**YOUR TASK:**
Return the records exactly, keeping every line as it is.

(Collected data entries)
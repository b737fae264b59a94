/*
 * Copyright (c) 2023.
 *
 * This software is free software;
 *
 * You can redistribute it or modify it under terms of the MIT, Apache License or Zlib license
 */

use std::path::PathBuf;

use clap::{value_parser, Arg, ArgAction, ArgGroup, Command};

fn image_id() -> Arg {
    Arg::new("id")
        .help("Image number, reads input<id>.bmp")
        .required(true)
        .value_parser(value_parser!(u32))
}

fn degree() -> Arg {
    Arg::new("degree")
        .help("Enhancement degree, either 1 or 2")
        .required(true)
        .value_parser(value_parser!(u8).range(1..=2))
}

fn smooth() -> Arg {
    Arg::new("smooth")
        .long("smooth")
        .action(ArgAction::SetTrue)
        .help("Sample at fractional source coordinates")
        .long_help("Use fractional source coordinates when resizing.\nBy default source coordinates are truncated to whole pixels before interpolating.")
}

#[rustfmt::skip]
fn restore() -> Command {
    Command::new("restore")
        .about("Undo motion blur with a Wiener filter, writes output<id>.bmp")
        .arg(image_id())
        .arg(Arg::new("length")
            .long("length")
            .help("Length of the blur streak in pixels")
            .value_parser(value_parser!(f64)))
        .arg(Arg::new("angle")
            .long("angle")
            .help("Direction of the blur in degrees, counter-clockwise from the x axis")
            .allow_negative_numbers(true)
            .value_parser(value_parser!(f64)))
        .arg(Arg::new("snr")
            .long("snr")
            .help("Signal to noise ratio of the blurred image")
            .value_parser(value_parser!(f64)))
        .arg(Arg::new("reference")
            .long("reference")
            .help("Unblurred image to score the result against")
            .long_help("Unblurred image to score the result against.\nDefaults to input<id>_ori.bmp, the score is skipped if the file does not exist")
            .value_parser(value_parser!(PathBuf)))
}

#[rustfmt::skip]
pub fn create_cmd_args() -> Command {
    Command::new("dip")
        .about("Classic image processing transforms over uncompressed bitmaps")
        .subcommand_required(true)
        .arg_required_else_help(true)
        .subcommand(Command::new("flip")
            .about("Mirror the image horizontally, writes output<id>_flip.bmp")
            .arg(image_id()))
        .subcommand(Command::new("quantize")
            .about("Keep 6, 4 and 2 bits per sample, writes output<id>_1.bmp to output<id>_3.bmp")
            .arg(image_id()))
        .subcommand(Command::new("scale")
            .about("Shrink and enlarge by 1.5, writes output<id>_down.bmp and output<id>_up.bmp")
            .arg(image_id())
            .arg(smooth()))
        .subcommand(Command::new("basic")
            .about("Run flip, quantize and scale")
            .arg(image_id())
            .arg(smooth()))
        .subcommand(Command::new("brighten")
            .about("Raise the brightness of a dark image")
            .arg(image_id())
            .arg(degree()))
        .subcommand(Command::new("sharpen")
            .about("Sharpen with a Laplacian kernel")
            .arg(image_id())
            .arg(degree()))
        .subcommand(Command::new("denoise")
            .about("Smooth noise away with a box blur")
            .arg(image_id())
            .arg(degree()))
        .subcommand(Command::new("balance")
            .about("Balance colors with the gray world assumption")
            .arg(image_id())
            .arg(degree()))
        .subcommand(Command::new("enhance")
            .about("Adjust saturation, value and contrast of output<id>_1.bmp")
            .arg(image_id())
            .arg(degree()))
        .subcommand(restore())
        .arg(Arg::new("dir")
            .short('C')
            .long("dir")
            .help("Directory holding the input and output files")
            .default_value(".")
            .value_parser(value_parser!(PathBuf)))
        .arg(Arg::new("config")
            .long("config")
            .help("JSON file replacing the built-in parameter tables")
            .value_parser(value_parser!(PathBuf)))
        .arg(Arg::new("probe")
            .long("probe")
            .action(ArgAction::SetTrue)
            .help("Print the headers of the input files as JSON instead of processing them"))
        .arg(Arg::new("debug")
            .long("debug")
            .action(ArgAction::SetTrue)
            .help_heading("LOGGING")
            .help("Display debug information and higher"))
        .arg(Arg::new("trace")
            .long("trace")
            .action(ArgAction::SetTrue)
            .help_heading("LOGGING")
            .help("Display very verbose information"))
        .arg(Arg::new("warn")
            .long("warn")
            .action(ArgAction::SetTrue)
            .help_heading("LOGGING")
            .help("Display warnings and errors"))
        .arg(Arg::new("info")
            .long("info")
            .action(ArgAction::SetTrue)
            .help_heading("LOGGING")
            .help("Display information about the processing steps"))
        .group(ArgGroup::new("logging")
            .args(["debug", "trace", "warn", "info"]))
        .arg(Arg::new("strict")
            .long("strict")
            .action(ArgAction::SetTrue)
            .help_heading("ADVANCED")
            .help("Reject bitmaps whose headers disagree with the pixel layout"))
        .arg(Arg::new("max-width")
            .long("max-width")
            .help_heading("ADVANCED")
            .help("Largest width accepted when decoding")
            .default_value("16384")
            .value_parser(value_parser!(usize)))
        .arg(Arg::new("max-height")
            .long("max-height")
            .help_heading("ADVANCED")
            .help("Largest height accepted when decoding")
            .default_value("16384")
            .value_parser(value_parser!(usize)))
}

**EXERCISE OUTPUT:**
repository b737fae264b59a94
/*
 * Copyright (c) 2023.
 *
 * This software is free software;
 *
 * You can redistribute it or modify it under terms of the MIT, Apache License or Zlib license
 */

use std::path::PathBuf;

use clap::{value_parser, Arg, ArgAction, ArgGroup, Command};

fn image_id() -> Arg {
    Arg::new("id")
        .help("Image number, reads input<id>.bmp")
        .required(true)
        .value_parser(value_parser!(u32))
}

fn degree() -> Arg {
    Arg::new("degree")
        .help("Enhancement degree, either 1 or 2")
        .required(true)
        .value_parser(value_parser!(u8).range(1..=2))
}

fn smooth() -> Arg {
    Arg::new("smooth")
        .long("smooth")
        .action(ArgAction::SetTrue)
        .help("Sample at fractional source coordinates")
        .long_help("Use fractional source coordinates when resizing.\nBy default source coordinates are truncated to whole pixels before interpolating.")
}

#[rustfmt::skip]
fn restore() -> Command {
    Command::new("restore")
        .about("Undo motion blur with a Wiener filter, writes output<id>.bmp")
        .arg(image_id())
        .arg(Arg::new("length")
            .long("length")
            .help("Length of the blur streak in pixels")
            .value_parser(value_parser!(f64)))
        .arg(Arg::new("angle")
            .long("angle")
            .help("Direction of the blur in degrees, counter-clockwise from the x axis")
            .allow_negative_numbers(true)
            .value_parser(value_parser!(f64)))
        .arg(Arg::new("snr")
            .long("snr")
            .help("Signal to noise ratio of the blurred image")
            .value_parser(value_parser!(f64)))
        .arg(Arg::new("reference")
            .long("reference")
            .help("Unblurred image to score the result against")
            .long_help("Unblurred image to score the result against.\nDefaults to input<id>_ori.bmp, the score is skipped if the file does not exist")
            .value_parser(value_parser!(PathBuf)))
}

#[rustfmt::skip]
pub fn create_cmd_args() -> Command {
    Command::new("dip")
        .about("Classic image processing transforms over uncompressed bitmaps")
        .subcommand_required(true)
        .arg_required_else_help(true)
        .subcommand(Command::new("flip")
            .about("Mirror the image horizontally, writes output<id>_flip.bmp")
            .arg(image_id()))
        .subcommand(Command::new("quantize")
            .about("Keep 6, 4 and 2 bits per sample, writes output<id>_1.bmp to output<id>_3.bmp")
            .arg(image_id()))
        .subcommand(Command::new("scale")
            .about("Shrink and enlarge by 1.5, writes output<id>_down.bmp and output<id>_up.bmp")
            .arg(image_id())
            .arg(smooth()))
        .subcommand(Command::new("basic")
            .about("Run flip, quantize and scale")
            .arg(image_id())
            .arg(smooth()))
        .subcommand(Command::new("brighten")
            .about("Raise the brightness of a dark image")
            .arg(image_id())
            .arg(degree()))
        .subcommand(Command::new("sharpen")
            .about("Sharpen with a Laplacian kernel")
            .arg(image_id())
            .arg(degree()))
        .subcommand(Command::new("denoise")
            .about("Smooth noise away with a box blur")
            .arg(image_id())
            .arg(degree()))
        .subcommand(Command::new("balance")
            .about("Balance colors with the gray world assumption")
            .arg(image_id())
            .arg(degree()))
        .subcommand(Command::new("enhance")
            .about("Adjust saturation, value and contrast of output<id>_1.bmp")
            .arg(image_id())
            .arg(degree()))
        .subcommand(restore())
        .arg(Arg::new("dir")
            .short('C')
            .long("dir")
            .help("Directory holding the input and output files")
            .default_value(".")
            .value_parser(value_parser!(PathBuf)))
        .arg(Arg::new("config")
            .long("config")
            .help("JSON file replacing the built-in parameter tables")
            .value_parser(value_parser!(PathBuf)))
        .arg(Arg::new("probe")
            .long("probe")
            .action(ArgAction::SetTrue)
            .help("Print the headers of the input files as JSON instead of processing them"))
        .arg(Arg::new("debug")
            .long("debug")
            .action(ArgAction::SetTrue)
            .help_heading("LOGGING")
            .help("Display debug information and higher"))
        .arg(Arg::new("trace")
            .long("trace")
            .action(ArgAction::SetTrue)
            .help_heading("LOGGING")
            .help("Display very verbose information"))
        .arg(Arg::new("warn")
            .long("warn")
            .action(ArgAction::SetTrue)
            .help_heading("LOGGING")
            .help("Display warnings and errors"))
        .arg(Arg::new("info")
            .long("info")
            .action(ArgAction::SetTrue)
            .help_heading("LOGGING")
            .help("Display information about the processing steps"))
        .group(ArgGroup::new("logging")
            .args(["debug", "trace", "warn", "info"]))
        .arg(Arg::new("strict")
            .long("strict")
            .action(ArgAction::SetTrue)
            .help_heading("ADVANCED")
            .help("Reject bitmaps whose headers disagree with the pixel layout"))
        .arg(Arg::new("max-width")
            .long("max-width")
            .help_heading("ADVANCED")
            .help("Largest width accepted when decoding")
            .default_value("16384")
            .value_parser(value_parser!(usize)))
        .arg(Arg::new("max-height")
            .long("max-height")
            .help_heading("ADVANCED")
            .help("Largest height accepted when decoding")
            .default_value("16384")
            .value_parser(value_parser!(usize)))
}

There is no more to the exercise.